Drug interaction prediction with PaccMann.



`paccmann_predictor` is a package for drug interaction prediction, with examples of 

anticancer drug sensitivity prediction and drug target affinity prediction. Please see our papers:



- [_Toward explainable anticancer compound sensitivity prediction via multimodal attention-based convolutional encoders_](https://doi.org/10.1021/acs.molpharmaceut.9b00520) (*Molecular Pharmaceutics*, 2019). This is the original paper on IC50 prediction using drug properties and tissue-specific cell line information (gene expression profiles). While the original code was written in `tensorflow` and is available [here](https://github.com/drugilsberg/paccmann), this is the `pytorch` implementation of the best PaccMann architecture (multiscale convolutional encoder).

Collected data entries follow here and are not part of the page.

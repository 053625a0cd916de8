use thiserror::Error;

/// Result type for settlement operations.
pub type Result<T> = std::result::Result<T, AppError>;

/// Domain and infrastructure errors surfaced to callers.
#[derive(Error, Debug)]
pub enum AppError {
    /// Referenced group, expense or share does not exist.
    #[error("Not found: {0}")]
    NotFound(String),

    /// Empty debtor set, or a debtor outside the group membership.
    #[error("Invalid debtor set: {0}")]
    InvalidDebtorSet(String),

    #[error("No outstanding debt: {0}")]
    NoOutstandingDebt(String),

    #[error("Settlement exceeds debt: {0}")]
    SettlementExceedsDebt(String),

    #[error("Cannot remove last debtor: {0}")]
    LastDebtorRemoval(String),

    /// Member still has a non-zero net balance in the group.
    #[error("Membership blocked by debt: {0}")]
    MembershipBlockedByDebt(String),

    #[error("Already settled: {0}")]
    AlreadySettled(String),

    #[error("Validation error: {0}")]
    Validation(String),

    #[error("Configuration error: {0}")]
    Config(#[from] config::ConfigError),

    #[error("Internal error: {0}")]
    Internal(#[from] anyhow::Error),
}

impl AppError {
    /// Short machine-readable reason, used as a metrics label.
    pub fn reason(&self) -> &'static str {
        match self {
            AppError::NotFound(_) => "not_found",
            AppError::InvalidDebtorSet(_) => "invalid_debtor_set",
            AppError::NoOutstandingDebt(_) => "no_outstanding_debt",
            AppError::SettlementExceedsDebt(_) => "settlement_exceeds_debt",
            AppError::LastDebtorRemoval(_) => "last_debtor_removal",
            AppError::MembershipBlockedByDebt(_) => "membership_blocked_by_debt",
            AppError::AlreadySettled(_) => "already_settled",
            AppError::Validation(_) => "validation",
            AppError::Config(_) => "config",
            AppError::Internal(_) => "internal",
        }
    }
}

impl From<validator::ValidationErrors> for AppError {
    fn from(errors: validator::ValidationErrors) -> Self {
        AppError::Validation(errors.to_string())
    }
}
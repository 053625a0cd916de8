use serde::{Deserialize, Serialize};
use std::cmp::Ordering;
use std::hash::{Hash, Hasher};
use uuid::Uuid;

/// A participant in shared expenses.
///
/// Identity is the `id` alone: two `User` values with the same id compare,
/// hash and order as the same user even if their display fields differ.
#[derive(Debug, Clone, Serialize, Deserialize)]
pub struct User {
    pub id: Uuid,
    pub name: String,
    pub email: String,
}

impl User {
    pub fn new(name: impl Into<String>, email: impl Into<String>) -> Self {
        Self {
            id: Uuid::new_v4(),
            name: name.into(),
            email: email.into(),
        }
    }

    pub fn with_id(id: Uuid, name: impl Into<String>, email: impl Into<String>) -> Self {
        Self {
            id,
            name: name.into(),
            email: email.into(),
        }
    }
}

impl PartialEq for User {
    fn eq(&self, other: &Self) -> bool {
        self.id == other.id
    }
}

impl Eq for User {}

impl Hash for User {
    fn hash<H: Hasher>(&self, state: &mut H) {
        self.id.hash(state);
    }
}

impl PartialOrd for User {
    fn partial_cmp(&self, other: &Self) -> Option<Ordering> {
        Some(self.cmp(other))
    }
}

impl Ord for User {
    fn cmp(&self, other: &Self) -> Ordering {
        self.id.cmp(&other.id)
    }
}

**PaccMann for affinity prediction:**

- [Data-driven molecular design for discovery and synthesis of novel ligands: a case study on SARS-CoV-2](https://iopscience.iop.org/article/10.1088/2632-2153/abe808) (_Machine Learning: Science and Technology_, 2021). In there, we propose a slightly modified version to predict drug-target binding affinities based on protein sequences and SMILES



![Graphical abstract](https://github.com/PaccMann/paccmann_predictor/blob/master/assets/paccmann.png "Graphical abstract")



## Installation

The library itself has few dependencies (see [setup.py](setup.py)) with loose requirements. 

First, set up the environment as follows:

```sh

conda env create -f examples/IC50/conda.yml

conda activate paccmann_predictor

pip install -e .

```



## Evaluate pretrained drug sensitivty model on your own data

First, please consider using our public [PaccMann webservice](https://ibm.biz/paccmann-aas) as described in the [NAR paper](https://academic.oup.com/nar/article/48/W1/W502/5836770).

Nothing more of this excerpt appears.